Elayirampannai is a panchayat town in Virudhunagar district in the state of Tamil Nadu, India.  The economy of the town is based on manufacturing safety matches, crackers and agriculture.

Overview
Elayirampannai (Tamil:ஏழாயிரம்பண்ணை) has a history of more than 350 years. Once it was ruled by Zamindars who were palayakarars before the British rule.   Even today the descendants of Jaminthars are living in Elayirampannai.

Demographics
As of 2001 census, Elayirampannai had a population of 6,354.  Males constitute 48% of the population and females 52%.  Elayirampannai has an average literacy rate of 62%, higher than the national average of 59.5%: male literacy is 72%, and female literacy is 52%.  In Elayirampannai, 11% of the population is under 6 years of age.

Facilities
Government Hospital

Economy

The main business here is Agriculture and Safety Matches.

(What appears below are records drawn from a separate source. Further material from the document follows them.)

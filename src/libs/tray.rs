//! System tray surface: icon, status line and command menu.
//!
//! Runs on its own dedicated thread because the tray icon needs a Win32
//! message pump on the thread that created it. The loop alternates between
//! pumping messages, draining menu events and refreshing the status text
//! about once a second. It only ever *reads* monitor state through
//! snapshots and issues commands through the monitor's public operations,
//! never holding any lock while a dialog is open (dialogs get their own
//! threads).

use crate::libs::audio::AudioPlayer;
use crate::libs::autostart;
use crate::libs::config::Config;
use crate::libs::dialogs;
use crate::libs::health::HealthLog;
use crate::libs::messages::Message;
use crate::libs::monitor::Monitor;
use crate::{msg_debug, msg_error, msg_info};
use std::time::{Duration, Instant};
use tray_icon::menu::{Menu, MenuEvent, MenuItem, PredefinedMenuItem};
use tray_icon::{Icon, TrayIconBuilder};

const MENU_ID_HEALTH: &str = "health";
const MENU_ID_RESET: &str = "reset";
const MENU_ID_DURATION: &str = "duration";
const MENU_ID_MUSIC: &str = "music";
const MENU_ID_AUTOSTART: &str = "autostart";
const MENU_ID_QUIT: &str = "quit";

const HEALTH_ITEM_LABEL: &str = "记录今日健康数据";

/// 32x32 tray icon drawn in code: a green disc on transparency.
fn icon_rgba() -> (Vec<u8>, u32, u32) {
    const SIZE: i32 = 32;
    let mut rgba = Vec::with_capacity((SIZE * SIZE * 4) as usize);
    let center = (SIZE as f32 - 1.0) / 2.0;
    let radius = SIZE as f32 / 2.0 - 1.0;
    for y in 0..SIZE {
        for x in 0..SIZE {
            let dx = x as f32 - center;
            let dy = y as f32 - center;
            if (dx * dx + dy * dy).sqrt() <= radius {
                rgba.extend_from_slice(&[0x27, 0xae, 0x60, 0xff]);
            } else {
                rgba.extend_from_slice(&[0, 0, 0, 0]);
            }
        }
    }
    (rgba, SIZE as u32, SIZE as u32)
}

fn health_item_label() -> String {
    let marker = HealthLog::load().map(|log| log.today_marker()).unwrap_or("");
    format!("{}{}", HEALTH_ITEM_LABEL, marker)
}

/// Builds the tray icon and services it until the process exits.
pub fn run(monitor: Monitor, audio: AudioPlayer) {
    let (rgba, width, height) = icon_rgba();
    let icon = match Icon::from_rgba(rgba, width, height) {
        Ok(icon) => icon,
        Err(e) => {
            msg_error!(Message::TrayInitFailed(e.to_string()));
            return;
        }
    };

    let status_item = MenuItem::with_id("status", monitor.snapshot().status_line(), false, None);
    let health_item = MenuItem::with_id(MENU_ID_HEALTH, health_item_label(), true, None);
    let reset_item = MenuItem::with_id(MENU_ID_RESET, "重置并开始工作", true, None);
    let duration_item = MenuItem::with_id(MENU_ID_DURATION, "设定计时时长", true, None);
    let music_item = MenuItem::with_id(MENU_ID_MUSIC, "选择提醒音乐", true, None);
    let autostart_item = MenuItem::with_id(MENU_ID_AUTOSTART, "启用/禁用开机自启", true, None);
    let quit_item = MenuItem::with_id(MENU_ID_QUIT, "退出", true, None);

    let menu = Menu::new();
    let appended = menu.append_items(&[
        &status_item,
        &PredefinedMenuItem::separator(),
        &health_item,
        &reset_item,
        &duration_item,
        &music_item,
        &autostart_item,
        &PredefinedMenuItem::separator(),
        &quit_item,
    ]);
    if let Err(e) = appended {
        msg_error!(Message::TrayInitFailed(e.to_string()));
        return;
    }

    let tray = match TrayIconBuilder::new()
        .with_tooltip("久坐助手")
        .with_icon(icon)
        .with_menu(Box::new(menu))
        .build()
    {
        Ok(tray) => tray,
        Err(e) => {
            msg_error!(Message::TrayInitFailed(e.to_string()));
            return;
        }
    };

    msg_debug!("system tray initialized");

    let mut last_refresh = Instant::now();
    loop {
        pump_messages();

        while let Ok(event) = MenuEvent::receiver().try_recv() {
            handle_menu_event(event.id.0.as_str(), &monitor, &audio);
        }

        if last_refresh.elapsed() >= Duration::from_secs(1) {
            last_refresh = Instant::now();
            let status = monitor.snapshot().status_line();
            let _ = tray.set_tooltip(Some(status.as_str()));
            status_item.set_text(status);
            health_item.set_text(health_item_label());
        }

        std::thread::sleep(Duration::from_millis(100));
    }
}

fn handle_menu_event(id: &str, monitor: &Monitor, audio: &AudioPlayer) {
    match id {
        MENU_ID_RESET => monitor.reset_work(),
        MENU_ID_DURATION => {
            let monitor = monitor.clone();
            std::thread::spawn(move || {
                let current = monitor.snapshot().work_duration_minutes;
                if let Some(minutes) = dialogs::prompt_work_duration(current) {
                    if monitor.update_work_duration(minutes).is_ok() {
                        persist_config(|config| config.work_duration = minutes);
                    }
                }
            });
        }
        MENU_ID_MUSIC => {
            let audio = audio.clone();
            std::thread::spawn(move || {
                if let Some(path) = dialogs::pick_music_file() {
                    if audio.set_track(&path) {
                        msg_info!(Message::MusicUpdated(path.display().to_string()));
                        persist_config(move |config| config.music_path = Some(path));
                    }
                }
            });
        }
        MENU_ID_HEALTH => {
            std::thread::spawn(dialogs::record_health_dialog);
        }
        MENU_ID_AUTOSTART => {
            std::thread::spawn(|| {
                if let Err(e) = autostart::toggle() {
                    msg_error!(Message::AutostartEnableFailed(e.to_string()));
                }
            });
        }
        MENU_ID_QUIT => {
            // Immediate exit by contract; audio stop is the only cleanup.
            monitor.stop();
            audio.stop();
            std::process::exit(0);
        }
        _ => {}
    }
}

/// Read-modify-write of the persisted settings; errors are logged only.
fn persist_config(update: impl FnOnce(&mut Config)) {
    match Config::read() {
        Ok(mut config) => {
            update(&mut config);
            if let Err(e) = config.save() {
                msg_error!(Message::ConfigSaveFailed(e.to_string()));
            }
        }
        Err(e) => msg_error!(Message::ConfigSaveFailed(e.to_string())),
    }
}

fn pump_messages() {
    use winapi::um::winuser::{DispatchMessageW, PeekMessageW, TranslateMessage, MSG, PM_REMOVE};

    unsafe {
        let mut msg: MSG = std::mem::zeroed();
        while PeekMessageW(&mut msg, std::ptr::null_mut(), 0, 0, PM_REMOVE) != 0 {
            TranslateMessage(&msg);
            DispatchMessageW(&msg);
        }
    }
}
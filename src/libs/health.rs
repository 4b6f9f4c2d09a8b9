//! Daily health journal: weight and blood pressure keyed by ISO date.
//!
//! Entries are kept as strings exactly as the user typed them; the journal is
//! a memo pad, not a medical record. Storage follows the same last-write-wins
//! JSON pattern as [`crate::libs::config`]: a missing or unreadable file
//! yields an empty journal.

use super::data_storage::DataStorage;
use crate::libs::messages::Message;
use crate::msg_warning;
use anyhow::Result;
use chrono::Local;
use serde::{Deserialize, Serialize};
use std::collections::BTreeMap;
use std::fs::{self, File};

pub const HEALTH_FILE_NAME: &str = "health_data.json";

#[derive(Serialize, Deserialize, Clone, Debug, PartialEq)]
pub struct HealthEntry {
    pub weight: String,
    pub bp_high: String,
    pub bp_low: String,
    /// Time of day the entry was recorded, `HH:MM:SS`.
    pub time: String,
}

impl HealthEntry {
    /// Builds an entry stamped with the current local time.
    pub fn now(weight: String, bp_high: String, bp_low: String) -> Self {
        HealthEntry {
            weight,
            bp_high,
            bp_low,
            time: Local::now().format("%H:%M:%S").to_string(),
        }
    }
}

#[derive(Serialize, Deserialize, Clone, Debug, Default)]
pub struct HealthLog {
    #[serde(flatten)]
    entries: BTreeMap<String, HealthEntry>,
}

impl HealthLog {
    /// Today's journal key, ISO `YYYY-MM-DD`.
    pub fn today_key() -> String {
        Local::now().format("%Y-%m-%d").to_string()
    }

    /// Loads the journal, falling back to an empty one when the file is
    /// missing or cannot be parsed.
    pub fn load() -> Result<HealthLog> {
        let path = DataStorage::new().get_path(HEALTH_FILE_NAME)?;
        if !path.exists() {
            return Ok(HealthLog::default());
        }

        let raw = fs::read_to_string(&path)?;
        match serde_json::from_str(&raw) {
            Ok(log) => Ok(log),
            Err(e) => {
                msg_warning!(Message::HealthDataCorrupt(e.to_string()));
                Ok(HealthLog::default())
            }
        }
    }

    /// Saves the journal as pretty-printed JSON.
    pub fn save(&self) -> Result<()> {
        let path = DataStorage::new().get_path(HEALTH_FILE_NAME)?;
        let file = File::create(path)?;
        serde_json::to_writer_pretty(&file, &self)?;
        Ok(())
    }

    pub fn get(&self, date: &str) -> Option<&HealthEntry> {
        self.entries.get(date)
    }

    pub fn record(&mut self, date: String, entry: HealthEntry) {
        self.entries.insert(date, entry);
    }

    pub fn iter(&self) -> impl Iterator<Item = (&String, &HealthEntry)> {
        self.entries.iter()
    }

    pub fn is_empty(&self) -> bool {
        self.entries.is_empty()
    }

    pub fn today_recorded(&self) -> bool {
        self.entries.contains_key(&Self::today_key())
    }

    /// Suffix for the tray menu item showing whether today's metrics exist.
    pub fn today_marker(&self) -> &'static str {
        if self.today_recorded() {
            " (已填)"
        } else {
            " (未填!)"
        }
    }
}
//! Display implementation for deskbreak application messages.
//!
//! All user-facing and log text lives here, keyed by the `Message` enum.
//! Diagnostic text is English; the GUI surfaces carry their own localized
//! strings and are not routed through this catalog.

use super::types::Message;
use std::fmt::{Display, Formatter, Result};

impl Display for Message {
    fn fmt(&self, f: &mut Formatter<'_>) -> Result {
        let message = match self {
            // === APPLICATION LIFECYCLE ===
            Message::AppStarted => "--- Application started ---".to_string(),
            Message::AppAlreadyRunning => "Another instance is already running. Exiting.".to_string(),

            // === MONITOR MESSAGES ===
            Message::MonitorStarted { work_duration, idle_threshold } => {
                format!("Monitor started: work duration {} min, idle pause threshold {} s", work_duration, idle_threshold)
            }
            Message::MonitorStopped => "Monitor stopped".to_string(),
            Message::MonitorPausedLocked => "Session locked. Pausing timer.".to_string(),
            Message::MonitorPausedIdle(secs) => format!("User idle ({} s). Pausing timer.", secs),
            Message::MonitorResumed => "User active. Resuming timer.".to_string(),
            Message::BreakTriggered => "Work time elapsed. Triggering break reminder.".to_string(),
            Message::BreakCompleted(rounds) => format!("Break completed. {} rounds finished today.", rounds),
            Message::RestStarted => "User started rest".to_string(),
            Message::Snoozed => "User snoozed the reminder for 5 minutes".to_string(),
            Message::PromptClosed(state) => format!("Reminder window closed in state {}. Resetting to work.", state),
            Message::PromptFailed(e) => format!("Reminder window failed: {}", e),
            Message::WorkDurationUpdated(minutes) => format!("Work duration updated to {} minutes", minutes),
            Message::InvalidDurationRange => "Work duration must be between 1 and 120 minutes".to_string(),
            Message::InvalidDurationFormat => "Work duration must be a whole number of minutes".to_string(),

            // === AUDIO MESSAGES ===
            Message::AudioInitFailed(e) => format!("Audio device initialization failed: {}", e),
            Message::AudioPlaybackFailed(e) => format!("Audio playback failed: {}", e),
            Message::AudioTrackMissing(path) => format!("Music file not found: {}", path),
            Message::AudioTrackSet(path) => format!("Reminder track set to: {}", path),
            Message::AudioBackendUnavailable => "Audio backend is unavailable on this platform".to_string(),

            // === MEDIA CONTROL MESSAGES ===
            Message::MediaPauseAll => "Executing pause-all-media sequence".to_string(),
            Message::MediaResumeAll => "Executing resume-all-media sequence".to_string(),
            Message::MediaPlayerFound(class) => format!("Media player window found ({})", class),

            // === CONFIGURATION MESSAGES ===
            Message::ConfigSaved => "Configuration saved".to_string(),
            Message::ConfigCorrupt(e) => format!("Configuration file unreadable, falling back to defaults: {}", e),
            Message::ConfigSaveFailed(e) => format!("Failed to save configuration: {}", e),
            Message::MusicUpdated(path) => format!("Reminder music updated to: {}", path),
            Message::PromptWorkDuration => "Work duration in minutes (1-120)".to_string(),
            Message::PromptMusicPath => "Path to reminder music (leave empty for the built-in chime)".to_string(),

            // === HEALTH JOURNAL MESSAGES ===
            Message::HealthRecorded(date) => format!("Health metrics recorded for {}", date),
            Message::HealthDataCorrupt(e) => format!("Health data file unreadable, starting empty: {}", e),
            Message::HealthNoEntries => "No health entries recorded yet".to_string(),
            Message::WeightRequired => "Weight is required".to_string(),
            Message::HealthEntriesTitle => "Recorded health metrics".to_string(),
            Message::PromptWeight => "Weight (kg)".to_string(),
            Message::PromptBpHigh => "Blood pressure, systolic".to_string(),
            Message::PromptBpLow => "Blood pressure, diastolic".to_string(),

            // === AUTOSTART MESSAGES ===
            Message::AutostartEnabled => "Autostart enabled".to_string(),
            Message::AutostartDisabled => "Autostart disabled".to_string(),
            Message::AutostartAlreadyDisabled => "Autostart was not enabled".to_string(),
            Message::AutostartEnableFailed(e) => format!("Failed to enable autostart: {}", e),
            Message::AutostartDisableFailed(e) => format!("Failed to disable autostart: {}", e),
            Message::AutostartStatus(status) => format!("Autostart is {}", status),
            Message::AutostartNotImplemented => "Autostart is not implemented for this platform".to_string(),

            // === WATCHER PROCESS MESSAGES ===
            Message::WatcherStarted(pid) => format!("Watcher started with PID: {}", pid),
            Message::WatcherStopped(pid) => format!("Watcher stopped (PID: {})", pid),
            Message::WatcherNotRunning => "Watcher is not running".to_string(),
            Message::WatcherNotRunningPidNotFound => "Watcher is not running (PID file not found)".to_string(),
            Message::InvalidPidFileContent => "Invalid PID file content".to_string(),
            Message::FailedToOpenProcess(code) => format!("Failed to open process (error {})", code),
            Message::FailedToTerminateProcess(code) => format!("Failed to terminate process (error {})", code),
            Message::WatcherFailedToStop(pid) => format!("Failed to stop watcher process {}", pid),
            Message::WatcherReceivedCtrlC => "Received Ctrl+C, shutting down gracefully...".to_string(),
            Message::WatcherCtrlCListenFailed(e) => format!("Failed to listen for Ctrl+C: {}", e),
            Message::WatcherReceivedSigterm => "Received SIGTERM, shutting down gracefully...".to_string(),
            Message::MonitorTaskPanicked(e) => format!("Monitor task panicked: {}", e),
            Message::MonitorExitedNormally => "Monitor exited normally".to_string(),
            Message::MonitorShuttingDown => "Shutting down monitor...".to_string(),
            Message::DaemonModeNotSupported => "Detached mode is not supported on this platform".to_string(),
            Message::FailedToGetCurrentExecutable => "Failed to get current executable path".to_string(),

            // === TRAY AND DIALOG MESSAGES ===
            Message::TrayUnavailable => "System tray requires Windows; running headless".to_string(),
            Message::TrayInitFailed(e) => format!("Failed to create tray icon: {}", e),
            Message::DialogOpenFailed(e) => format!("Failed to open dialog window: {}", e),

            // === LOGGING MESSAGES ===
            Message::LogFileOpened(path) => format!("Logging to {}", path),
            Message::PanicCaptured(info) => format!("Uncaught panic: {}", info),
        };
        write!(f, "{}", message)
    }
}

Elayirampannai is a hub for Wax Safety matches in India.  Many MSME Safety matches units engaged in production of Wax Safety matches.

Transport

Bus Available from/to Sattur, Kovilpatti, Sankarankoil, Vembakottai

Nearest Railway Stations are Kovilpatti railway station (10 km) and Sattur(15 km)

Education
Schools:
 A Government aided Higher Secondary School under the management of Nadars, which was founded by some elders of Nadar community.
 A school run by the local church.
 An English medium school run by Thiru. Rajendran.